= Jay Robert Nash =

American writer (1937–2024)

Jay Robert Nash (November 26, 1937 – April 22, 2024) was an American author of more than 80 true crime books once called the "world's foremost encyclopedist of crime." Among Nash's crime anthologies are Encyclopedia of Western Lawmen and Outlaws, Look For the Woman, Bloodletters and Badmen, and The Great Pictorial History of World Crime. He also compiled his exhaustive research of criminal behaviour into a CD-ROM entitled Jay Robert Nash's True Crime Database.

While Nash's books won a number of "Best Reference" citations from the American Library Association, his works were also criticized for including misinformation or wrong data.

==Biography==
Born in Indianapolis to Jay Robert Nash II and Jerrie Lynne (Kosur), Nash grew up in Green Bay, Wisconsin. Nash's father was a newspaperman who died fighting in the Pacific during World War II while his mother was a cabaret singer in her youth.

After attending Marquette University, Nash served with the United States Army in Europe the mid-1950s. He started his career working for publications in Milwaukee before coming to Chicago in 1962. In 1983 he married Judy Anetsberger, a lawyer, and they had a son, Jay Robert Nash IV.

Nash died of lung cancer on April 22, 2024, at the age of 86.

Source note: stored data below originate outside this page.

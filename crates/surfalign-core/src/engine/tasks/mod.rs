//! Computational units of an alignment run.
//!
//! [`matching`] pairs every template point with its closest molecule point under
//! the combined geometric and chemical distance; [`icp`] iterates matching and
//! rotation estimation from each candidate orientation and keeps the best result.

pub mod icp;
pub mod matching;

A 1981 story in The Chicago Tribune stated that "(Nash's) most intriguing creation is himself. Pugnacious, diminutive, and dapper in the attire of a 1920s gangster, his heroic fantasies have made him a Chicago legend — especially among the patrons of his favorite saloons."

== Critical Response ==
Nash won Best Reference citations from the American Library Association for four of his books, including Darkest Hours. In 2008, The Library of America selected Nash's story "The Turner-Stompanato Affair" for inclusion in its two-century retrospective of American True Crime.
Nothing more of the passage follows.